Há mais de 30 anos que o antigo Cinema Império funciona como local de culto. Mas a Câmara de Lisboa aprovou, no início deste mês, a alteração do uso do equipamento de cultural para religioso, levando a uma petição pública com mais de 13 mil assinaturas. Agora, a autarquia decidiu reverter a decisão – mas apenas em parte.

O edifício do Cinema Império, localizado na Alameda Dom Afonso Henriques, em Lisboa, foi o centro de uma controvérsia recente, depois de a Câmara liderada por Carlos Moedas ter aprovado, no início do mês, a alteração do uso do equipamento de cultural para religioso, oficializando, dessa forma, a utilização do imóvel como local de culto.
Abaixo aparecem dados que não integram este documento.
//! Strongly-typed value objects used by domain entities.
//!
//! Domain structs carry these wrappers instead of raw primitives so that
//! identifiers, text values and numeric constraints are enforced at the
//! boundary.

use serde::{Deserialize, Serialize};
use std::fmt::{Display, Formatter};
use thiserror::Error;

/// Errors produced when attempting to construct constrained domain types.
#[derive(Debug, Error, Clone, PartialEq, Eq)]
pub enum TypeConstraintError {
    /// An identifier was zero or negative.
    #[error("{0} must be greater than zero")]
    NonPositiveId(&'static str),
    /// A numeric value required to be non-negative was negative or invalid.
    #[error("{0} must be zero or greater")]
    NegativeNumber(&'static str),
    /// A string was empty or whitespace-only after trimming.
    #[error("{0} cannot be empty")]
    EmptyString(&'static str),
    /// Completion percentage must be in [0.0, 100.0].
    #[error("completion percentage must be between 0 and 100")]
    InvalidPercentage,
    /// Catch-all for custom validation failures.
    #[error("invalid value: {0}")]
    InvalidValue(String),
}

fn trim_and_require_non_empty<S: Into<String>>(
    value: S,
    field: &'static str,
) -> Result<String, TypeConstraintError> {
    let trimmed = value.into().trim().to_string();
    if trimmed.is_empty() {
        Err(TypeConstraintError::EmptyString(field))
    } else {
        Ok(trimmed)
    }
}

/// Macro to generate lightweight newtypes for positive identifiers.
macro_rules! id_newtype {
    ($name:ident, $doc:expr, $field:expr) => {
        #[doc = $doc]
        #[derive(
            Clone, Copy, Debug, Serialize, Deserialize, PartialEq, Eq, Hash, PartialOrd, Ord,
        )]
        #[serde(transparent)]
        pub struct $name(i32);

        impl $name {
            /// Creates a new identifier ensuring it is greater than zero.
            pub fn new(value: i32) -> Result<Self, TypeConstraintError> {
                if value > 0 {
                    Ok(Self(value))
                } else {
                    Err(TypeConstraintError::NonPositiveId($field))
                }
            }

            /// Returns the raw `i32` backing this identifier.
            pub const fn get(self) -> i32 {
                self.0
            }
        }

        impl Display for $name {
            fn fmt(&self, f: &mut Formatter<'_>) -> std::fmt::Result {
                write!(f, "{}", self.0)
            }
        }

        impl TryFrom<i32> for $name {
            type Error = TypeConstraintError;

            fn try_from(value: i32) -> Result<Self, Self::Error> {
                Self::new(value)
            }
        }

        impl From<$name> for i32 {
            fn from(value: $name) -> Self {
                value.0
            }
        }

        impl PartialEq<i32> for $name {
            fn eq(&self, other: &i32) -> bool {
                self.0 == *other
            }
        }
    };
}

macro_rules! non_empty_string_newtype {
    ($name:ident, $doc:expr, $field:expr) => {
        #[doc = $doc]
        #[derive(Clone, Debug, Serialize, Deserialize, PartialEq, Eq, Hash, PartialOrd, Ord)]
        #[serde(transparent)]
        pub struct $name(String);

        impl $name {
            /// Constructs a trimmed, non-empty value.
            pub fn new<S: Into<String>>(value: S) -> Result<Self, TypeConstraintError> {
                trim_and_require_non_empty(value, $field).map(Self)
            }

            /// Borrow the value as a string slice.
            pub fn as_str(&self) -> &str {
                &self.0
            }

            /// Consume the wrapper and return the owned string.
            pub fn into_inner(self) -> String {
                self.0
            }
        }

        impl Display for $name {
            fn fmt(&self, f: &mut Formatter<'_>) -> std::fmt::Result {
                write!(f, "{}", self.0)
            }
        }

        impl std::ops::Deref for $name {
            type Target = str;

            fn deref(&self) -> &Self::Target {
                self.as_str()
            }
        }

        impl AsRef<str> for $name {
            fn as_ref(&self) -> &str {
                self.as_str()
            }
        }

        impl TryFrom<String> for $name {
            type Error = TypeConstraintError;

            fn try_from(value: String) -> Result<Self, Self::Error> {
                Self::new(value)
            }
        }

        impl TryFrom<&str> for $name {
            type Error = TypeConstraintError;

            fn try_from(value: &str) -> Result<Self, Self::Error> {
                Self::new(value)
            }
        }

        impl From<$name> for String {
            fn from(value: $name) -> Self {
                value.0
            }
        }

        impl PartialEq<&str> for $name {
            fn eq(&self, other: &&str) -> bool {
                self.as_str() == *other
            }
        }
    };
}

macro_rules! non_negative_f64_newtype {
    ($name:ident, $doc:expr, $field:expr) => {
        #[doc = $doc]
        #[derive(Clone, Copy, Debug, Serialize, Deserialize, PartialEq, PartialOrd)]
        #[serde(transparent)]
        pub struct $name(f64);

        impl $name {
            /// Constructs a finite numeric value that is zero or greater.
            pub fn new(value: f64) -> Result<Self, TypeConstraintError> {
                if value.is_finite() && value >= 0.0 {
                    Ok(Self(value))
                } else {
                    Err(TypeConstraintError::NegativeNumber($field))
                }
            }

            /// Returns the raw `f64` value.
            pub const fn get(self) -> f64 {
                self.0
            }
        }

        impl Display for $name {
            fn fmt(&self, f: &mut Formatter<'_>) -> std::fmt::Result {
                write!(f, "{}", self.0)
            }
        }

        impl TryFrom<f64> for $name {
            type Error = TypeConstraintError;

            fn try_from(value: f64) -> Result<Self, Self::Error> {
                Self::new(value)
            }
        }

        impl From<$name> for f64 {
            fn from(value: $name) -> Self {
                value.0
            }
        }

        impl PartialEq<f64> for $name {
            fn eq(&self, other: &f64) -> bool {
                self.0 == *other
            }
        }
    };
}

id_newtype!(UserId, "Unique identifier for a user.", "user_id");
id_newtype!(BookId, "Unique identifier for a book.", "book_id");
id_newtype!(
    CategoryId,
    "Unique identifier for a category.",
    "category_id"
);
id_newtype!(
    PurchaseId,
    "Unique identifier for a purchase.",
    "purchase_id"
);

non_empty_string_newtype!(
    BookTitle,
    "Book title enforcing non-empty values.",
    "title"
);
non_empty_string_newtype!(
    AuthorName,
    "Author display name enforcing non-empty values.",
    "author"
);
non_empty_string_newtype!(
    CategoryName,
    "Category name enforcing non-empty, trimmed values. Comparison is case-sensitive.",
    "category"
);
non_empty_string_newtype!(
    PaymentMethod,
    "Payment method tag recorded on a purchase.",
    "payment method"
);
non_empty_string_newtype!(
    PaymentIntentRef,
    "Opaque payment-intent reference issued by the payment collaborator.",
    "payment intent"
);

non_negative_f64_newtype!(
    BookPrice,
    "Non-negative price value in standard currency units.",
    "price"
);
non_negative_f64_newtype!(
    ReadingPosition,
    "Non-negative reading/listening offset. Semantics depend on the book type.",
    "position"
);

/// Delivery format of a book.
#[derive(Clone, Copy, Debug, Serialize, Deserialize, PartialEq, Eq, Hash)]
#[serde(rename_all = "snake_case")]
pub enum BookType {
    Ebook,
    Audio,
    Both,
}

impl BookType {
    /// String representation used in persistence.
    pub const fn as_str(self) -> &'static str {
        match self {
            Self::Ebook => "ebook",
            Self::Audio => "audio",
            Self::Both => "both",
        }
    }
}

impl Display for BookType {
    fn fmt(&self, f: &mut Formatter<'_>) -> std::fmt::Result {
        write!(f, "{}", self.as_str())
    }
}

impl TryFrom<&str> for BookType {
    type Error = TypeConstraintError;

    fn try_from(value: &str) -> Result<Self, Self::Error> {
        match value.trim() {
            "ebook" => Ok(Self::Ebook),
            "audio" => Ok(Self::Audio),
            "both" => Ok(Self::Both),
            other => Err(TypeConstraintError::InvalidValue(format!(
                "book type: {other}"
            ))),
        }
    }
}

impl TryFrom<String> for BookType {
    type Error = TypeConstraintError;

    fn try_from(value: String) -> Result<Self, Self::Error> {
        Self::try_from(value.as_str())
    }
}

impl From<BookType> for String {
    fn from(value: BookType) -> Self {
        value.as_str().to_string()
    }
}

/// Completion percentage in the inclusive range [0.0, 100.0].
#[derive(Clone, Copy, Debug, Serialize, Deserialize, PartialEq, PartialOrd)]
#[serde(transparent)]
pub struct CompletionPercent(f64);

impl CompletionPercent {
    /// Constructs a validated completion percentage.
    pub fn new(value: f64) -> Result<Self, TypeConstraintError> {
        if value.is_finite() && (0.0..=100.0).contains(&value) {
            Ok(Self(value))
        } else {
            Err(TypeConstraintError::InvalidPercentage)
        }
    }

    /// Returns the raw `f64` value.
    pub const fn get(self) -> f64 {
        self.0
    }
}

impl Display for CompletionPercent {
    fn fmt(&self, f: &mut Formatter<'_>) -> std::fmt::Result {
        write!(f, "{}", self.0)
    }
}

impl TryFrom<f64> for CompletionPercent {
    type Error = TypeConstraintError;

    fn try_from(value: f64) -> Result<Self, Self::Error> {
        Self::new(value)
    }
}

impl From<CompletionPercent> for f64 {
    fn from(value: CompletionPercent) -> Self {
        value.0
    }
}

impl PartialEq<f64> for CompletionPercent {
    fn eq(&self, other: &f64) -> bool {
        self.0 == *other
    }
}

#[cfg(test)]
mod tests {
    use super::*;

    #[test]
    fn trims_category_names() {
        let value = CategoryName::new("  Sci-Fi  ").unwrap();
        assert_eq!(value.as_str(), "Sci-Fi");
    }

    #[test]
    fn rejects_empty_titles() {
        let err = BookTitle::new("   ").unwrap_err();
        assert_eq!(err, TypeConstraintError::EmptyString("title"));
    }

    #[test]
    fn rejects_non_positive_ids() {
        let err = BookId::new(0).unwrap_err();
        assert_eq!(err, TypeConstraintError::NonPositiveId("book_id"));
    }

    #[test]
    fn book_price_allows_zero() {
        assert_eq!(BookPrice::new(0.0).unwrap().get(), 0.0);
    }

    #[test]
    fn book_price_rejects_negative_numbers() {
        assert_eq!(
            BookPrice::new(-0.01).unwrap_err(),
            TypeConstraintError::NegativeNumber("price")
        );
    }

    #[test]
    fn validates_completion_percent_range() {
        assert!(CompletionPercent::new(0.0).is_ok());
        assert!(CompletionPercent::new(100.0).is_ok());
        assert_eq!(
            CompletionPercent::new(100.5).unwrap_err(),
            TypeConstraintError::InvalidPercentage
        );
        assert_eq!(
            CompletionPercent::new(-1.0).unwrap_err(),
            TypeConstraintError::InvalidPercentage
        );
    }

    #[test]
    fn parses_book_types() {
        assert_eq!(BookType::try_from("audio").unwrap(), BookType::Audio);
        assert!(BookType::try_from("paperback").is_err());
    }
}
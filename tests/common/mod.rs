//! Helpers for integration tests.

use bookstall::db::{DbPool, establish_connection_pool};
use diesel_migrations::{EmbeddedMigrations, MigrationHarness, embed_migrations};
use tempfile::NamedTempFile;

pub const MIGRATIONS: EmbeddedMigrations = embed_migrations!(); // assumes migrations/ exists

/// Temporary database used in integration tests.
pub struct TestDb {
    _tempfile: NamedTempFile,
    pool: DbPool,
}

impl TestDb {
    pub fn new() -> Self {
        let tempfile = NamedTempFile::new().expect("Failed to create temp file");
        let pool = establish_connection_pool(tempfile.path().to_str().unwrap())
            .expect("Failed to establish SQLite connection.");
        let mut conn = pool
            .get()
            .expect("Failed to get SQLite connection from pool.");
        conn.run_pending_migrations(MIGRATIONS)
            .expect("Migrations failed");
        TestDb {
            _tempfile: tempfile,
            pool,
        }
    }

    pub fn pool(&self) -> DbPool {
        self.pool.clone()
    }
}
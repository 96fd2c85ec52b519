use chrono::NaiveDateTime;
use diesel::prelude::*;

use crate::domain::progress::{ProgressWithBook, ReadingProgress as DomainProgress};
use crate::domain::types::{
    AuthorName, BookTitle, BookType, CompletionPercent, ReadingPosition, TypeConstraintError,
};

/// Diesel model representing the `reading_progress` table.
///
/// The table is keyed by `(user_id, book_id)`; there is no surrogate id.
#[derive(Debug, Clone, Queryable, Selectable)]
#[diesel(table_name = crate::schema::reading_progress)]
pub struct ReadingProgress {
    pub user_id: i32,
    pub book_id: i32,
    pub last_position: f64,
    pub completion_percent: f64,
    pub updated_at: NaiveDateTime,
}

/// Insertable form of [`ReadingProgress`], also used as the changeset on
/// conflict.
#[derive(Debug, Insertable)]
#[diesel(table_name = crate::schema::reading_progress)]
pub struct NewReadingProgress {
    pub user_id: i32,
    pub book_id: i32,
    pub last_position: f64,
    pub completion_percent: f64,
    pub updated_at: NaiveDateTime,
}

impl TryFrom<ReadingProgress> for DomainProgress {
    type Error = TypeConstraintError;

    fn try_from(progress: ReadingProgress) -> Result<Self, Self::Error> {
        Ok(Self {
            user_id: progress.user_id.try_into()?,
            book_id: progress.book_id.try_into()?,
            last_position: ReadingPosition::new(progress.last_position)?,
            completion_percent: CompletionPercent::new(progress.completion_percent)?,
            updated_at: progress.updated_at,
        })
    }
}

impl TryFrom<(ReadingProgress, String, String, Option<String>, String)> for ProgressWithBook {
    type Error = TypeConstraintError;

    fn try_from(
        (progress, title, author, cover_url, book_type): (
            ReadingProgress,
            String,
            String,
            Option<String>,
            String,
        ),
    ) -> Result<Self, Self::Error> {
        Ok(Self {
            progress: progress.try_into()?,
            title: BookTitle::new(title)?,
            author: AuthorName::new(author)?,
            cover_url,
            book_type: BookType::try_from(book_type)?,
        })
    }
}
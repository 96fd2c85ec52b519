use chrono::NaiveDateTime;
use serde::{Deserialize, Serialize};

use crate::domain::types::{CategoryId, CategoryName};

/// Canonical category record. Names are globally unique.
#[derive(Debug, Clone, Serialize, Deserialize)]
pub struct Category {
    pub id: CategoryId,
    pub name: CategoryName,
    pub created_at: NaiveDateTime,
}

/// Data required to insert a new [`Category`].
#[derive(Debug, Clone, Serialize, Deserialize, PartialEq)]
pub struct NewCategory {
    pub name: CategoryName,
    pub created_at: NaiveDateTime,
}
use chrono::Utc;

use crate::domain::payment::PaymentIntent;
use crate::domain::types::{BookId, PaymentIntentRef, UserId};
use crate::dto::purchases::PaymentIntentDto;
use crate::repository::{BookReader, PurchaseReader};

use super::{ServiceError, ServiceResult};

/// Fabricates a payment intent for the mock provider.
///
/// Ownership is pre-checked here so the UI can refuse checkout early; the
/// purchase insert re-checks under its own transaction. The reference is an
/// opaque string with no meaning to any real payment network.
pub fn create_intent<R>(book_id: i32, user_id: UserId, repo: &R) -> ServiceResult<PaymentIntentDto>
where
    R: BookReader + PurchaseReader,
{
    let book_id = BookId::new(book_id).map_err(|_| ServiceError::NotFound)?;

    let book = match repo.get_book_by_id(book_id) {
        Ok(Some(book)) => book,
        Ok(None) => return Err(ServiceError::NotFound),
        Err(e) => {
            log::error!("Failed to get book: {e}");
            return Err(ServiceError::Internal);
        }
    };

    match repo.check_ownership(user_id, book_id) {
        Ok(false) => {}
        Ok(true) => return Err(ServiceError::AlreadyOwned),
        Err(e) => {
            log::error!("Failed to check ownership: {e}");
            return Err(ServiceError::Internal);
        }
    }

    let reference = PaymentIntentRef::new(format!(
        "pi_mock_{}_{}_{}",
        user_id,
        book_id,
        Utc::now().timestamp_millis()
    ))?;

    Ok(PaymentIntent {
        book_id,
        reference,
        amount_minor: (book.price.get() * 100.0).round() as i64,
    }
    .into())
}

#[cfg(test)]
mod tests {
    use super::*;
    use crate::forms::books::CreateBookForm;
    use crate::forms::purchases::CreatePurchaseForm;
    use crate::repository::test::TestRepository;
    use crate::services::books::create_book;
    use crate::services::purchases::create_purchase;

    fn seed_book(repo: &TestRepository, price: f64) -> i32 {
        let payload = CreateBookForm {
            title: "Dune".to_string(),
            author: "Frank Herbert".to_string(),
            description: None,
            price,
            book_type: "ebook".to_string(),
            categories: vec![],
            cover_url: None,
            file_url: None,
            sample_url: None,
            audio_url: None,
        }
        .try_into()
        .unwrap();
        create_book(payload, UserId::new(1).unwrap(), repo).unwrap().id
    }

    #[test]
    fn intent_converts_price_to_minor_units() {
        let repo = TestRepository::new();
        let book_id = seed_book(&repo, 9.99);

        let intent = create_intent(book_id, UserId::new(42).unwrap(), &repo).unwrap();
        assert_eq!(intent.amount_minor, 999);
        assert!(intent.reference.starts_with("pi_mock_"));
    }

    #[test]
    fn intent_refused_for_owned_book() {
        let repo = TestRepository::new();
        let buyer = UserId::new(42).unwrap();
        let book_id = seed_book(&repo, 9.99);

        let payload = CreatePurchaseForm {
            book_id,
            payment_method: "card".to_string(),
            payment_intent: "pi_123".to_string(),
        }
        .try_into()
        .unwrap();
        create_purchase(payload, buyer, &repo).unwrap();

        let err = create_intent(book_id, buyer, &repo).unwrap_err();
        assert_eq!(err, ServiceError::AlreadyOwned);
    }
}
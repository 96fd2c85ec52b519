use serde::Serialize;

use crate::domain::book::Book;

/// Response shape for a catalog book.
#[derive(Debug, Clone, Serialize, PartialEq)]
pub struct BookDto {
    pub id: i32,
    pub user_id: i32,
    pub title: String,
    pub author: String,
    pub description: Option<String>,
    pub price: f64,
    pub book_type: String,
    pub cover_url: Option<String>,
    pub file_url: Option<String>,
    pub sample_url: Option<String>,
    pub audio_url: Option<String>,
    pub categories: Vec<String>,
    pub created_at: chrono::NaiveDateTime,
}

impl From<Book> for BookDto {
    fn from(value: Book) -> Self {
        Self {
            id: value.id.get(),
            user_id: value.user_id.get(),
            title: value.title.into_inner(),
            author: value.author.into_inner(),
            description: value.description,
            price: value.price.get(),
            book_type: value.book_type.as_str().to_string(),
            cover_url: value.cover_url,
            file_url: value.file_url,
            sample_url: value.sample_url,
            audio_url: value.audio_url,
            categories: value
                .categories
                .into_iter()
                .map(|c| c.into_inner())
                .collect(),
            created_at: value.created_at,
        }
    }
}

/// Paged catalog listing.
#[derive(Debug, Clone, Serialize)]
pub struct BookPageDto {
    pub total: usize,
    pub books: Vec<BookDto>,
}
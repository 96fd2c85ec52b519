use actix_web::{HttpResponse, Responder, get, patch, post, web};

use crate::db::DbPool;
use crate::forms::books::{CreateBookForm, CreateBookFormPayload, UpdateBookForm, UpdateBookFormPayload};
use crate::repository::DieselRepository;
use crate::routes::{AuthenticatedUser, error_response};
use crate::services::ServiceError;
use crate::services::books::{self, BookListParams};

#[get("/v1/books")]
pub async fn list_books(
    params: web::Query<BookListParams>,
    pool: web::Data<DbPool>,
) -> impl Responder {
    let repo = DieselRepository::new(pool.get_ref().clone());

    match books::list_books(params.into_inner(), &repo) {
        Ok(page) => HttpResponse::Ok().json(page),
        Err(e) => error_response(e),
    }
}

#[get("/v1/books/{id}")]
pub async fn get_book(path: web::Path<i32>, pool: web::Data<DbPool>) -> impl Responder {
    let repo = DieselRepository::new(pool.get_ref().clone());

    match books::get_book(path.into_inner(), &repo) {
        Ok(book) => HttpResponse::Ok().json(book),
        Err(e) => error_response(e),
    }
}

#[post("/v1/books")]
pub async fn create_book(
    form: web::Json<CreateBookForm>,
    user: AuthenticatedUser,
    pool: web::Data<DbPool>,
) -> impl Responder {
    let payload = match CreateBookFormPayload::try_from(form.into_inner()) {
        Ok(payload) => payload,
        Err(e) => return error_response(ServiceError::from(e)),
    };

    let repo = DieselRepository::new(pool.get_ref().clone());

    match books::create_book(payload, user.user_id, &repo) {
        Ok(book) => HttpResponse::Created().json(book),
        Err(e) => error_response(e),
    }
}

#[patch("/v1/books/{id}")]
pub async fn update_book(
    path: web::Path<i32>,
    form: web::Json<UpdateBookForm>,
    user: AuthenticatedUser,
    pool: web::Data<DbPool>,
) -> impl Responder {
    let payload = match UpdateBookFormPayload::try_from(form.into_inner()) {
        Ok(payload) => payload,
        Err(e) => return error_response(ServiceError::from(e)),
    };

    let repo = DieselRepository::new(pool.get_ref().clone());

    match books::update_book(path.into_inner(), payload, user.user_id, &repo) {
        Ok(book) => HttpResponse::Ok().json(book),
        Err(e) => error_response(e),
    }
}

#[get("/v1/my/books")]
pub async fn my_books(user: AuthenticatedUser, pool: web::Data<DbPool>) -> impl Responder {
    let repo = DieselRepository::new(pool.get_ref().clone());

    match books::list_books_by_owner(user.user_id, &repo) {
        Ok(books) => HttpResponse::Ok().json(books),
        Err(e) => error_response(e),
    }
}
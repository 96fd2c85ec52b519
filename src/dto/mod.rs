//! Serializable response shapes for the JSON API.

pub mod books;
pub mod progress;
pub mod purchases;
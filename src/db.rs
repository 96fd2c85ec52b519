//! SQLite connection pooling.

use diesel::connection::SimpleConnection;
use diesel::r2d2::{ConnectionManager, CustomizeConnection, Pool, PoolError, PooledConnection};
use diesel::sqlite::SqliteConnection;

/// Shared r2d2 pool over SQLite connections.
pub type DbPool = Pool<ConnectionManager<SqliteConnection>>;
/// A single connection checked out of a [`DbPool`].
pub type DbConnection = PooledConnection<ConnectionManager<SqliteConnection>>;

/// Enables foreign keys and a busy timeout on every pooled connection.
///
/// SQLite serializes writers; the busy timeout makes concurrent request
/// handlers wait for the lock instead of failing immediately.
#[derive(Debug, Clone, Copy)]
struct SqlitePragmas;

impl CustomizeConnection<SqliteConnection, diesel::r2d2::Error> for SqlitePragmas {
    fn on_acquire(&self, conn: &mut SqliteConnection) -> Result<(), diesel::r2d2::Error> {
        conn.batch_execute("PRAGMA foreign_keys = ON; PRAGMA busy_timeout = 5000;")
            .map_err(diesel::r2d2::Error::QueryError)
    }
}

/// Build a connection pool for the given SQLite database path or URL.
pub fn establish_connection_pool(database_url: &str) -> Result<DbPool, PoolError> {
    let manager = ConnectionManager::<SqliteConnection>::new(database_url);
    Pool::builder()
        .connection_customizer(Box::new(SqlitePragmas))
        .build(manager)
}
//! Incoming request forms and their validated payloads.

pub mod books;
pub mod progress;
pub mod purchases;
use chrono::Utc;
use diesel::prelude::*;

use crate::domain::progress::{ProgressUpdate, ProgressWithBook, ReadingProgress};
use crate::domain::types::{BookId, UserId};
use crate::models::progress::{
    NewReadingProgress as DbNewProgress, ReadingProgress as DbProgress,
};
use crate::repository::errors::RepositoryResult;
use crate::repository::{DieselRepository, ProgressReader, ProgressWriter};

impl ProgressReader for DieselRepository {
    fn get_progress(
        &self,
        user_id: UserId,
        book_id: BookId,
    ) -> RepositoryResult<Option<ReadingProgress>> {
        use crate::schema::reading_progress;

        let mut conn = self.conn()?;

        let row = reading_progress::table
            .filter(reading_progress::user_id.eq(user_id.get()))
            .filter(reading_progress::book_id.eq(book_id.get()))
            .first::<DbProgress>(&mut conn)
            .optional()?;

        Ok(row.map(TryInto::try_into).transpose()?)
    }

    fn list_user_progress(&self, user_id: UserId) -> RepositoryResult<Vec<ProgressWithBook>> {
        use crate::schema::{books, reading_progress};

        let mut conn = self.conn()?;

        let rows: Vec<(DbProgress, String, String, Option<String>, String)> =
            reading_progress::table
                .inner_join(books::table)
                .filter(reading_progress::user_id.eq(user_id.get()))
                .order(reading_progress::updated_at.desc())
                .select((
                    DbProgress::as_select(),
                    books::title,
                    books::author,
                    books::cover_url,
                    books::book_type,
                ))
                .load(&mut conn)?;

        rows.into_iter()
            .map(|row| Ok(ProgressWithBook::try_from(row)?))
            .collect()
    }
}

impl ProgressWriter for DieselRepository {
    fn upsert_progress(&self, update: &ProgressUpdate) -> RepositoryResult<ReadingProgress> {
        use crate::schema::reading_progress;

        let mut conn = self.conn()?;

        let row = DbNewProgress {
            user_id: update.user_id.get(),
            book_id: update.book_id.get(),
            last_position: update.last_position.get(),
            completion_percent: update.completion_percent.get(),
            updated_at: Utc::now().naive_utc(),
        };

        // Single conditional insert-or-update keyed by (user_id, book_id).
        // Concurrent reports for the same pair cannot create a duplicate
        // row; the last committed write wins.
        let upserted = diesel::insert_into(reading_progress::table)
            .values(&row)
            .on_conflict((reading_progress::user_id, reading_progress::book_id))
            .do_update()
            .set((
                reading_progress::last_position.eq(row.last_position),
                reading_progress::completion_percent.eq(row.completion_percent),
                reading_progress::updated_at.eq(row.updated_at),
            ))
            .returning(DbProgress::as_returning())
            .get_result::<DbProgress>(&mut conn)?;

        Ok(upserted.try_into()?)
    }
}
Inaugurado em 1952, o Cinema Império foi uma das mais prestigiadas salas de cinema na capital. Projecto inicial de Cassiano Branco, conta com mais de 1600 lugares, distribuídos por uma plateia e dois balcões. Poderia ser um espaço de cultura e espectáculo, semelhante ao Cinema São Jorge, por exemplo. Mas, desde 1983, que o Cinema deixou de existir e que o edifício – classificado desde 1996 como Imóvel de Interesse Público – está transformado num local de culto. Está cedido à Igreja Universal do Reino de Deus (IURD).
Nos últimos anos, a IURD fez algumas alterações no edifício, erguido durante o Estado Novo – daí ter sido baptizado com a pesada designação de “Império”, apresentando, à época, este nome no topo da volumosa estrutura, juntamente com um conjunto de esferas armilares. Hoje, nenhum desses elementos existe. Pode ler-se, na fachada virada para a Alameda, em letras grandes, tanto “Jesus Cristo é senhor” como “Igreja Universal do Reino de Deus”. Na fachada que dá para a Avenida Almirante Reis, encontramos o Café Império, um ícone da cidade.
Ainda há, no edifício, vários elementos no espaço que remetem para o antigo cinema, mas, seja no exterior, ou principalmente interior, serão vários os pormenores alterados, fruto de pequenas obras e intervenções, e do uso diferente que o espaço tem há 30 anos.



A polémica
Apesar de o Cinema Império ser da Igreja Universal do Reino de Deus (IURD) há três décadas, o imóvel continuava a ser considerado um equipamento cultural. Contudo, no início de Dezembro, a Câmara de Lisboa aprovou, em reunião, uma alteração do uso do antigo cinema, de cultural para religioso, e abriu a porta a alterações mais profundas da parte da IURD ao edifício. Após esta decisão, várias vozes da sociedade civil – e, em particular, do panorama cultural português – levantaram-se em protesto, levando a autarquia a ponderar uma reversão da decisão. Esta reversão foi aprovada esta quarta-feira, dia 18 de Dezembro.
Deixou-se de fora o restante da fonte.